Texte à l’arrache 344

 Dans Textes à l'arrache

Psychopodologie :

Chaussette au sommet de sa carrière, en boule sur le toit d’un immeuble. La Sloggy solitaire suinte d’eau de pluies usées, couverte d’escarbilles et de bout de saletés. Trempée comme une loutre tombée d’un barrage, dans le fond mousseux des chutes. Toute noire et molle, spongieuse au toucher, le béton s’effrite dessus. Le vent glacial passe sur son talon, le ciel a perdu son soleil pour à la place installer un spot faiblard.

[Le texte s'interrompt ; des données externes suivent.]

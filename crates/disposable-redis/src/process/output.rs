//! Server stdout capture.
//!
//! In quiet mode the server's stdout is piped and drained by a background
//! thread into a shared buffer, so a chatty server never blocks on a full pipe
//! and the text is available for failure diagnostics.

use std::io::Read;
use std::sync::{Arc, Mutex};
use std::thread::JoinHandle;
use std::time::{Duration, Instant};
use tracing::debug;

/// Where the server's stdout goes.
#[derive(Debug)]
pub struct OutputCapture {
    /// Shared buffer filled by the drain thread (exclusive access only).
    buffer: Arc<Mutex<Vec<u8>>>,
    reader: Option<JoinHandle<()>>,
    inherited: bool,
}

impl OutputCapture {
    /// Output goes straight to the harness's own stdout; nothing is kept.
    pub fn inherited() -> Self {
        Self {
            buffer: Arc::new(Mutex::new(Vec::new())),
            reader: None,
            inherited: true,
        }
    }

    /// Drain `source` on a background thread until EOF.
    pub fn drain<R>(mut source: R) -> Self
    where
        R: Read + Send + 'static,
    {
        let buffer = Arc::new(Mutex::new(Vec::new()));
        let sink = Arc::clone(&buffer);

        let reader = std::thread::Builder::new()
            .name("server-stdout".to_string())
            .spawn(move || {
                let mut chunk = [0u8; 8192];
                loop {
                    match source.read(&mut chunk) {
                        Ok(0) => break,
                        Ok(n) => {
                            let mut buf = sink.lock().unwrap_or_else(|e| e.into_inner());
                            buf.extend_from_slice(&chunk[..n]);
                        }
                        Err(e) if e.kind() == std::io::ErrorKind::Interrupted => continue,
                        Err(e) => {
                            debug!("Stopped reading server output: {}", e);
                            break;
                        }
                    }
                }
            });

        let reader = match reader {
            Ok(handle) => Some(handle),
            Err(e) => {
                debug!("Could not start output reader thread: {}", e);
                None
            }
        };

        Self {
            buffer,
            reader,
            inherited: false,
        }
    }

    pub fn is_inherited(&self) -> bool {
        self.inherited
    }

    /// Everything captured so far. Always empty when output is inherited.
    pub fn snapshot(&self) -> String {
        let buf = self.buffer.lock().unwrap_or_else(|e| e.into_inner());
        String::from_utf8_lossy(&buf).into_owned()
    }

    /// Wait up to `timeout` for the drain thread to hit EOF, then snapshot.
    ///
    /// EOF arrives once the server (and anything it forked) closed stdout.
    pub fn collect(&mut self, timeout: Duration) -> String {
        let deadline = Instant::now() + timeout;
        if let Some(reader) = self.reader.take() {
            while !reader.is_finished() && Instant::now() < deadline {
                std::thread::sleep(Duration::from_millis(10));
            }
            if reader.is_finished() {
                let _ = reader.join();
            } else {
                self.reader = Some(reader);
            }
        }
        self.snapshot()
    }
}
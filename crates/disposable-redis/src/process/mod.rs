//! Server process supervision.
//!
//! [`DisposableRedis`] owns one server process from spawn to teardown:
//!
//! 1. **Port** - the requested port, or an ephemeral one from the OS
//! 2. **Spawn** - `--port`, `--save ""`, `--dbfilename dump.<port>.rdb`, then extra args
//! 3. **Readiness** - `PING` every 100ms until it answers or the process exits
//! 4. **Teardown** - SIGTERM without waiting, dump file removed if one was made

mod output;
mod supervisor;

pub use output::OutputCapture;
pub use supervisor::{build_command_line, CommandLine, DisposableRedis};
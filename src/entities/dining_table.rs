use chrono::{DateTime, Utc};
use sea_orm::entity::prelude::*;
use serde::{Deserialize, Serialize};

/// A physical seating unit in the venue.
#[derive(Clone, Debug, PartialEq, Eq, DeriveEntityModel, Serialize, Deserialize)]
#[sea_orm(table_name = "dining_tables")]
pub struct Model {
    #[sea_orm(primary_key)]
    pub id: i32,
    #[sea_orm(unique)]
    pub name: String,
    /// Seating capacity
    pub capacity: i32,
    pub description: Option<String>,
    pub created_at: DateTime<Utc>,
}

#[derive(Copy, Clone, Debug, EnumIter, DeriveRelation)]
pub enum Relation {
    #[sea_orm(has_many = "super::order::Entity")]
    Order,
}

impl Related<super::order::Entity> for Entity {
    fn to() -> RelationDef {
        Relation::Order.def()
    }
}

impl ActiveModelBehavior for ActiveModel {}
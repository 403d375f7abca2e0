use chrono::{DateTime, Utc};
use sea_orm::entity::prelude::*;
use serde::{Deserialize, Serialize};

/// Staff role. Declaration order is the privilege ladder.
#[derive(
    Clone,
    Copy,
    Debug,
    PartialEq,
    Eq,
    PartialOrd,
    Ord,
    Hash,
    EnumIter,
    DeriveActiveEnum,
    Serialize,
    Deserialize,
    strum::Display,
    strum::EnumString,
)]
#[sea_orm(rs_type = "String", db_type = "String(StringLen::N(32))")]
pub enum Role {
    #[sea_orm(string_value = "Staff")]
    Staff,
    #[sea_orm(string_value = "Cashier")]
    Cashier,
    #[sea_orm(string_value = "Manager")]
    Manager,
}

impl Role {
    /// True when this role is at least as privileged as `required`.
    pub fn satisfies(self, required: Role) -> bool {
        self >= required
    }
}

#[derive(Clone, Debug, PartialEq, Eq, DeriveEntityModel, Serialize, Deserialize)]
#[sea_orm(table_name = "users")]
pub struct Model {
    #[sea_orm(primary_key)]
    pub id: i32,
    #[sea_orm(unique)]
    pub username: String,
    #[serde(skip_serializing)]
    pub password_hash: String,
    pub full_name: String,
    pub role: Role,
    pub active: bool,
    pub created_at: DateTime<Utc>,
}

#[derive(Copy, Clone, Debug, EnumIter, DeriveRelation)]
pub enum Relation {
    #[sea_orm(has_many = "super::order::Entity")]
    Order,
}

impl Related<super::order::Entity> for Entity {
    fn to() -> RelationDef {
        Relation::Order.def()
    }
}

impl ActiveModelBehavior for ActiveModel {}

#[cfg(test)]
mod tests {
    use super::*;
    use std::str::FromStr;

    #[test]
    fn role_ladder_orders_privileges() {
        assert!(Role::Manager.satisfies(Role::Cashier));
        assert!(Role::Cashier.satisfies(Role::Staff));
        assert!(Role::Cashier.satisfies(Role::Cashier));
        assert!(!Role::Staff.satisfies(Role::Cashier));
        assert!(!Role::Cashier.satisfies(Role::Manager));
    }

    #[test]
    fn role_parses_from_its_display_form() {
        for role in [Role::Staff, Role::Cashier, Role::Manager] {
            assert_eq!(Role::from_str(&role.to_string()).unwrap(), role);
        }
        assert!(Role::from_str("Owner").is_err());
    }
}
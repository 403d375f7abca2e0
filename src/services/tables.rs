use crate::{
    db::DbPool,
    entities::{
        dining_table::{self, ActiveModel as TableActiveModel, Entity as TableEntity, Model as TableModel},
        order::{self, Entity as OrderEntity},
    },
    errors::ServiceError,
    services::orders::{active_order_for_table, active_orders_by_table},
};
use chrono::{DateTime, Utc};
use sea_orm::{
    ActiveModelTrait, ColumnTrait, EntityTrait, PaginatorTrait, QueryFilter, QueryOrder, Set,
};
use serde::{Deserialize, Serialize};
use std::sync::Arc;
use tracing::{info, instrument};
use validator::Validate;

#[derive(Debug, Serialize, Deserialize, Validate)]
#[serde(rename_all = "camelCase")]
pub struct CreateTableRequest {
    #[validate(length(min = 1, max = 64, message = "Name must be 1-64 characters"))]
    pub name: String,
    #[validate(range(min = 1, max = 100, message = "Capacity must be between 1 and 100"))]
    pub capacity: i32,
    #[validate(length(max = 500))]
    pub description: Option<String>,
}

#[derive(Debug, Serialize, Deserialize, Validate)]
#[serde(rename_all = "camelCase")]
pub struct UpdateTableRequest {
    #[validate(length(min = 1, max = 64, message = "Name must be 1-64 characters"))]
    pub name: Option<String>,
    #[validate(range(min = 1, max = 100, message = "Capacity must be between 1 and 100"))]
    pub capacity: Option<i32>,
    #[validate(length(max = 500))]
    pub description: Option<String>,
}

#[derive(Debug, Clone, Serialize, Deserialize)]
#[serde(rename_all = "camelCase")]
pub struct TableResponse {
    pub id: i32,
    pub name: String,
    pub capacity: i32,
    pub description: Option<String>,
    /// Open order on this table, derived on every read
    pub current_order_id: Option<i32>,
    pub occupied: bool,
    pub created_at: DateTime<Utc>,
}

fn to_response(table: TableModel, current_order_id: Option<i32>) -> TableResponse {
    TableResponse {
        id: table.id,
        name: table.name,
        capacity: table.capacity,
        description: table.description,
        occupied: current_order_id.is_some(),
        current_order_id,
        created_at: table.created_at,
    }
}

#[derive(Clone)]
pub struct TableService {
    db_pool: Arc<DbPool>,
}

impl TableService {
    pub fn new(db_pool: Arc<DbPool>) -> Self {
        Self { db_pool }
    }

    async fn find(&self, id: i32) -> Result<TableModel, ServiceError> {
        TableEntity::find_by_id(id)
            .one(&*self.db_pool)
            .await?
            .ok_or_else(|| ServiceError::NotFound(format!("Table {} not found", id)))
    }

    #[instrument(skip(self))]
    pub async fn list_tables(&self) -> Result<Vec<TableResponse>, ServiceError> {
        let db = &*self.db_pool;
        let active = active_orders_by_table(db).await?;
        Ok(TableEntity::find()
            .order_by_asc(dining_table::Column::Name)
            .all(db)
            .await?
            .into_iter()
            .map(|t| {
                let current = active.get(&t.id).copied();
                to_response(t, current)
            })
            .collect())
    }

    #[instrument(skip(self))]
    pub async fn get_table(&self, id: i32) -> Result<TableResponse, ServiceError> {
        let table = self.find(id).await?;
        let current = active_order_for_table(&*self.db_pool, id).await?.map(|o| o.id);
        Ok(to_response(table, current))
    }

    #[instrument(skip(self, request), fields(name = %request.name))]
    pub async fn create_table(
        &self,
        request: CreateTableRequest,
    ) -> Result<TableResponse, ServiceError> {
        request.validate()?;
        let name = request.name.trim().to_string();

        let table = TableActiveModel {
            name: Set(name.clone()),
            capacity: Set(request.capacity),
            description: Set(request.description),
            created_at: Set(Utc::now()),
            ..Default::default()
        }
        .insert(&*self.db_pool)
        .await
        .map_err(|e| ServiceError::from_db_conflict(e, format!("Table '{}' already exists", name)))?;

        info!(table_id = table.id, "Table created");
        Ok(to_response(table, None))
    }

    #[instrument(skip(self, request))]
    pub async fn update_table(
        &self,
        id: i32,
        request: UpdateTableRequest,
    ) -> Result<TableResponse, ServiceError> {
        request.validate()?;
        let table = self.find(id).await?;

        let mut active: TableActiveModel = table.into();
        if let Some(name) = request.name {
            active.name = Set(name.trim().to_string());
        }
        if let Some(capacity) = request.capacity {
            active.capacity = Set(capacity);
        }
        if request.description.is_some() {
            active.description = Set(request.description);
        }

        let table = active
            .update(&*self.db_pool)
            .await
            .map_err(|e| ServiceError::from_db_conflict(e, "A table with that name already exists"))?;

        self.get_table(table.id).await
    }

    /// Hard delete. Tables that any order references are kept.
    #[instrument(skip(self))]
    pub async fn delete_table(&self, id: i32) -> Result<(), ServiceError> {
        let db = &*self.db_pool;
        let table = self.find(id).await?;

        let referencing = OrderEntity::find()
            .filter(order::Column::TableId.eq(id))
            .count(db)
            .await?;
        if referencing > 0 {
            return Err(ServiceError::Conflict(format!(
                "Table '{}' is referenced by {} order(s) and cannot be deleted",
                table.name, referencing
            )));
        }

        TableEntity::delete_by_id(id).exec(db).await?;
        info!(table_id = id, "Table deleted");
        Ok(())
    }
}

Quelques fumeurs montent ici, sans voir le chiffon froissé, et rajoutent à la brume nocturne leur propres nuages de tabac. Dans l’oeil de la chaussette brille encore les souvenirs naufragés de sa gloire. Elle fut la capote à pied d’un célèbre chanteur. Avec sa partenaire, sa soeur jumelle, elle enrobait les arpions fameux, et l’orchestre portait leur nom, en hommage aux services qu’elles rendaient : les chaussettes noires. La voix sirupeuse comme du Get 27 de leur propriétaire, faisait couler un frisson doux sous leurs voutes plantaires. Folie du succès, compétitions, jalousies, les deux bas ne firent bientôt plus la paire. On la jeta dehors un jour, d’un coup de pied au pied, sans sommation, sans explication, comme une vieille chaussette trouée, sur le pavé, le plafond des mouches. Comment s’est elle retrouvée ici, sur le toit d’un immeuble ? Probablement qu’elle à voulu en finir, et sauter. Mais une soquette qui saute, ça ne va jamais bien loin, à la rigueur ça flotte, ça se laisse mener au quatre vents. Il faut au moins un corps dedans pour la lester. Elle est restée là, près des climatisations, à ecouter leurs ronrons, et à s’endormir. Depuis, les saisons tannent son tissus, l’hiver glacial, le printemps râpeux, l’été accablant, l’automne putréfié. En bas, elle ecoute la symphonie des klaxons. Le soir, toutautour, les buildings endormis ouvrent un oeil jaune ou deux. Quand les clopeurs montent, elle regarde leurs chaussures, reve d’etre à leur pied. La cendre fraîche floconne sur elle comme la neige volcanique sur un pompéien, et la lueur des fraises sont comme de nouvelles étoiles. Puis, ils s’en vont, la laissant sur sa terrasse grise. Espérant qu’un jour un pigeon l’emporte dans son bec, elle déprime dans l’intervalle, trouve qu’elle pue, qu’elle sue du jus. Pourquoi à t’elle envie d’un café ? Chaussette au sommet de sa carrière, ne te mets pas en boule, meme si ton moral est au dedans de toi. Un jour tu trouveras chaussure à ton pied. Ou pas.